Donald Trump a fait le déplacement et devrait être accueilli vers 17 h 00, heure locale, par le président français en personne. Le président américain arrive avec, dans sa poche, cet accord de paix avec l'Iran qui devrait rassurer ses homologues.
Le programme, qui devait initialement se concentrer sur les problèmes économiques et la désindustrialisation, sera sans doute en partie consacré aux conséquences de la guerre lancée contre l'Iran par les États-Unis et Israël.
Mardi, un déjeuner de travail est organisé avec les pays membres (Allemagne, Canada, France, États-Unis, Italie, Japon et Royaume-Uni), en présence de l'Égypte, des Émirats arabes unis et du Qatar. L'accord tout juste signé sera sans aucun doute sur toutes les lèvres.
D'ailleurs, Emmanuel Macron a promis de tout faire avec ses partenaires "pour qu'il n'y ait pas de péage" iranien dans le stratégique détroit d'Ormuz, lors d'un entretien accordé à TF1.
Cet accord prévoit la réouverture du détroit, mais les modalités n'ont pas été rendues publiques. Si le blocus des ports iraniens a été levé, la réouverture du détroit stratégique d'Ormuz, par où transite un cinquième de la production mondiale d'hydrocarbures, prendra du temps.
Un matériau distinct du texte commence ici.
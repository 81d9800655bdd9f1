use super::state::{SchedCtx, TaskState, Ticks};

/// Checks the task table and DSQ bookkeeping after every core step. All
/// checks are `debug_assert!`s, so release builds only count steps.
#[derive(Debug, Default)]
pub struct Observer {
    step: u64,
    last_now: Ticks,
}

impl Observer {
    pub fn new() -> Self {
        Self::default()
    }

    pub fn steps(&self) -> u64 {
        self.step
    }

    pub fn observe(&mut self, ctx: &SchedCtx) {
        self.step += 1;

        debug_assert!(
            ctx.now >= self.last_now,
            "Clock went backwards: {} -> {}",
            self.last_now,
            ctx.now
        );
        self.last_now = ctx.now;

        debug_assert!(
            ctx.current.is_none(),
            "CPU still holds task {:?} between steps",
            ctx.current
        );

        for task in &ctx.tasks {
            let id = task.id;
            debug_assert!(
                task.remaining_service <= task.required_service,
                "Task {id} has more service left than it asked for"
            );
            debug_assert_eq!(
                task.state == TaskState::Completed,
                task.remaining_service == 0,
                "Task {id} completion state disagrees with remaining service"
            );
            debug_assert_eq!(
                task.state == TaskState::Completed,
                task.completion_time.is_some(),
                "Task {id} completion time disagrees with its state"
            );
            debug_assert_ne!(
                task.state,
                TaskState::Running,
                "Task {id} left Running between steps"
            );
            if let Some(start) = task.start_time {
                debug_assert!(
                    start >= task.arrival_time,
                    "Task {id} started at {start} before arriving at {}",
                    task.arrival_time
                );
            }
            if let Some(done) = task.completion_time {
                debug_assert!(
                    task.start_time.is_some_and(|start| done >= start + task.required_service),
                    "Task {id} completed at {done} without enough service"
                );
            }
            if task.state == TaskState::Pending {
                debug_assert!(
                    task.arrival_time > ctx.now,
                    "Task {id} still pending after its arrival time"
                );
            }
        }

        if ctx.all_completed() {
            for (dsq_id, dsq) in &ctx.dsqs {
                debug_assert!(
                    dsq.is_empty(),
                    "DSQ {dsq_id:?} still holds {} tasks after every task completed",
                    dsq.len()
                );
            }
        }

        for (&task_id, &dsq_id) in &ctx.task_to_dsq {
            let task = ctx.task(task_id);
            debug_assert_eq!(
                task.state,
                TaskState::Runnable,
                "Task {task_id} in DSQ {dsq_id:?} must be Runnable"
            );
            if let Some(dsq) = ctx.dsqs.get(dsq_id) {
                debug_assert!(
                    dsq.contains(task_id),
                    "task_to_dsq claims task {task_id} in DSQ {dsq_id:?}, but queue does not contain it"
                );
            } else {
                debug_assert!(false, "task_to_dsq references unknown DSQ {dsq_id:?}");
            }
        }
    }
}
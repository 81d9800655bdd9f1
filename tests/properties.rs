/*!
 * Scheduling Invariant Tests
 * Cross-policy properties over generated process sets
 */

use proptest::prelude::*;
use sched_sim::core::SchedCoreEvent;
use sched_sim::scheduler::{RoundRobinScheduler, SjfScheduler, SrtfScheduler};
use sched_sim::sim::BernoulliWorkload;
use sched_sim::{PolicyKind, Process, Quantum, RequeueOrder, Sim, SimConfig, run_policy};

fn process_set() -> impl Strategy<Value = Vec<Process>> {
    prop::collection::vec((0u64..20, 1u64..8, 0u64..1024), 1..10)
        .prop_map(|specs| Process::batch(specs))
}

proptest! {
    #[test]
    fn every_policy_completes_consistently(procs in process_set(), quantum in 1i64..5) {
        for policy in PolicyKind::ALL {
            let config = SimConfig::new(policy, Some(quantum)).unwrap();
            let outcome = run_policy(&procs, &config).unwrap();

            let total_burst: u64 = procs.iter().map(|p| p.burst_time).sum();
            prop_assert_eq!(outcome.stats.makespan, total_burst + outcome.stats.idle_ticks);

            for inst in &outcome.processes {
                let start = inst.start_time.unwrap();
                let done = inst.completion_time.unwrap();
                prop_assert_eq!(inst.remaining_time, 0);
                prop_assert!(start >= inst.process.arrival_time);
                prop_assert!(done >= start + inst.process.burst_time);
                prop_assert_eq!(inst.turnaround_time(), Some(done - inst.process.arrival_time));
                prop_assert_eq!(
                    inst.waiting_time(),
                    Some(done - inst.process.arrival_time - inst.process.burst_time)
                );
            }
        }
    }

    #[test]
    fn fcfs_preserves_arrival_order(procs in process_set()) {
        let outcome = run_policy(&procs, &SimConfig::fcfs()).unwrap();

        for a in &outcome.processes {
            for b in &outcome.processes {
                if a.process.arrival_time < b.process.arrival_time {
                    prop_assert!(a.start_time <= b.start_time);
                }
            }
        }
    }

    #[test]
    fn sjf_never_skips_a_shorter_ready_job(procs in process_set()) {
        let outcome = Sim::new(&procs, SjfScheduler::new()).unwrap().run().unwrap();

        // Whenever a job starts, no other job that had already arrived and
        // was still waiting may be strictly shorter
        for chosen in &outcome.processes {
            let at = chosen.start_time.unwrap();
            for other in &outcome.processes {
                let waiting = other.process.arrival_time <= at && other.start_time.unwrap() > at;
                if waiting {
                    prop_assert!(other.process.burst_time >= chosen.process.burst_time);
                }
            }
        }
    }

    #[test]
    fn srtf_runs_the_least_remaining_work(procs in process_set()) {
        let mut sim = Sim::new(&procs, SrtfScheduler::new()).unwrap();

        while !sim.all_processes_completed() {
            let remaining: Vec<_> = sim.core.ctx.tasks.iter().map(|t| t.remaining_service).collect();
            for event in sim.step().unwrap() {
                if let SchedCoreEvent::Dispatch { task, at, .. } = event {
                    for other in &sim.core.ctx.tasks {
                        if other.arrival_time <= at && remaining[other.id] > 0 {
                            prop_assert!(remaining[other.id] >= remaining[task]);
                        }
                    }
                }
            }
        }
    }

    #[test]
    fn round_robin_bounds_consecutive_service(
        procs in process_set(),
        quantum in 1i64..5,
        order in prop_oneof![Just(RequeueOrder::ArrivalsFirst), Just(RequeueOrder::PreemptedFirst)],
    ) {
        let q = Quantum::new(quantum).unwrap();
        let sim = Sim::new(&procs, RoundRobinScheduler::new(q, order)).unwrap();

        let mut events = Vec::new();
        let outcome = sim.run_with(|_, event| events.push(event.clone())).unwrap();
        prop_assert!(outcome.processes.iter().all(|p| p.remaining_time == 0));

        // `ready` counts queued tasks, preempted ones included; `fresh` is
        // how many of them arrived since the last dispatch
        let mut ready = 0usize;
        let mut fresh = 0usize;
        let mut last: Option<usize> = None;
        for event in &events {
            match *event {
                SchedCoreEvent::Arrival { .. } => {
                    ready += 1;
                    fresh += 1;
                }
                SchedCoreEvent::Preempt { .. } => ready += 1,
                SchedCoreEvent::Dispatch { task, slice, .. } => {
                    prop_assert!(slice <= q.get());
                    prop_assert!(ready > 0);
                    ready -= 1;
                    if last == Some(task) {
                        match order {
                            RequeueOrder::ArrivalsFirst => {
                                prop_assert_eq!(ready, 0, "task {} re-dispatched over waiting tasks", task);
                            }
                            RequeueOrder::PreemptedFirst => {
                                prop_assert!(ready <= fresh, "task {} overtook a task queued before its slice", task);
                            }
                        }
                    }
                    last = Some(task);
                    fresh = 0;
                }
                SchedCoreEvent::Complete { .. } | SchedCoreEvent::CpuIdle { .. } => last = None,
            }
        }
        prop_assert_eq!(ready, 0);
    }
}

#[test]
fn generated_workloads_run_under_every_policy() {
    let workload = BernoulliWorkload::default();

    for seed in 0..16 {
        let procs = workload.generate(40, seed);
        for policy in PolicyKind::ALL {
            let config = SimConfig::new(policy, Some(3)).unwrap();
            let outcome = run_policy(&procs, &config).unwrap();
            assert!(outcome.processes.iter().all(|p| p.completion_time.is_some()));
        }
    }
}
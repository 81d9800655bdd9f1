use super::{DispatchDecision, ENQ_PREEMPT, ENQ_WAKEUP, EnqueueFlags, SchedCtx, Scheduler, TaskId};
use crate::config::Quantum;
use crate::core::DsqId;
use crate::error::SimError;
use serde::{Deserialize, Serialize};
use std::str::FromStr;

/// Where a preempted task rejoins the ready queue relative to tasks that
/// arrived while it was running.
#[derive(Debug, Clone, Copy, PartialEq, Eq, Default, Serialize, Deserialize)]
#[serde(rename_all = "snake_case")]
pub enum RequeueOrder {
    /// New arrivals first, preempted task at the tail.
    #[default]
    ArrivalsFirst,
    /// Preempted task ahead of anything that arrived during its slice. A task
    /// may then run several quanta back to back while those arrivals wait,
    /// but never overtakes tasks that were queued before its slice began.
    PreemptedFirst,
}

impl FromStr for RequeueOrder {
    type Err = SimError;

    fn from_str(s: &str) -> Result<Self, Self::Err> {
        match s.to_lowercase().replace('-', "_").as_str() {
            "arrivals_first" | "arrivals" => Ok(Self::ArrivalsFirst),
            "preempted_first" | "preempted" => Ok(Self::PreemptedFirst),
            other => Err(SimError::UnsupportedRequeueOrder(other.to_string())),
        }
    }
}

/// Round-robin over a single FIFO DSQ with a fixed quantum.
#[derive(Debug)]
pub struct RoundRobinScheduler {
    quantum: Quantum,
    order: RequeueOrder,
    ready: DsqId,
    // Tasks admitted since the last dispatch
    fresh: usize,
}

impl RoundRobinScheduler {
    pub fn new(quantum: Quantum, order: RequeueOrder) -> Self {
        Self {
            quantum,
            order,
            ready: DsqId::default(),
            fresh: 0,
        }
    }
}

impl Scheduler for RoundRobinScheduler {
    fn init(&mut self, ctx: &mut SchedCtx) {
        self.ready = ctx.create_dsq_fifo();
        self.fresh = 0;
    }

    fn name(&self) -> String {
        format!("Round Robin (quantum={})", self.quantum)
    }

    fn enqueue(&mut self, ctx: &mut SchedCtx, task: TaskId, flags: EnqueueFlags) {
        if flags & ENQ_PREEMPT != 0 && self.order == RequeueOrder::PreemptedFirst {
            let index = ctx.dsq_len(self.ready).saturating_sub(self.fresh);
            ctx.dsq_insert_fifo(self.ready, index, task);
            return;
        }

        ctx.dsq_push_fifo(self.ready, task);
        if flags & ENQ_WAKEUP != 0 {
            self.fresh += 1;
        }
    }

    fn dispatch(&mut self, ctx: &mut SchedCtx) -> DispatchDecision {
        match ctx.dsq_pop(self.ready) {
            Some(task) => {
                self.fresh = 0;
                let slice = self.quantum.get().min(ctx.task(task).remaining_service);
                DispatchDecision::Run { task, slice }
            }
            None => DispatchDecision::Idle,
        }
    }
}
use crate::core::{TaskId, Ticks};

#[derive(Debug, Clone, PartialEq, Eq)]
pub enum SchedCoreEvent {
    Arrival {
        task: TaskId,
        at: Ticks,
    },
    Dispatch {
        task: TaskId,
        at: Ticks,
        slice: Ticks,
    },
    // Slice ended with work left; task went back to its DSQ
    Preempt {
        task: TaskId,
        at: Ticks,
        remaining: Ticks,
    },
    Complete {
        task: TaskId,
        at: Ticks,
    },
    // Nothing runnable after dispatch()
    CpuIdle {
        from: Ticks,
        until: Ticks,
    },
}
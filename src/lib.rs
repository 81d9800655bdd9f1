pub mod config;
pub mod core;
pub mod error;
pub mod scheduler;
pub mod sim;

pub use config::{PolicyKind, Quantum, SimConfig};
pub use crate::core::SchedCoreEvent;
pub use error::{SimError, SimResult};
pub use scheduler::{RequeueOrder, Scheduler};
pub use sim::{Process, ProcessInstance, Report, ReportRow, Sim, run_policy, simulate};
Certains estiment qu'elle interviendra après la signature officielle de l'accord, le 19 juin, en Suisse.
"Nous, on défend le droit international et on va tout faire, en effet, pour qu'il n'y ait pas de péage" dans ce détroit, a martelé le président français.
"Déjà, la priorité, c'est de le rouvrir, c'est de faire sortir les centaines de bateaux, de porte-conteneurs, de tankers (...), les équipages (...)", a-t-il déclaré.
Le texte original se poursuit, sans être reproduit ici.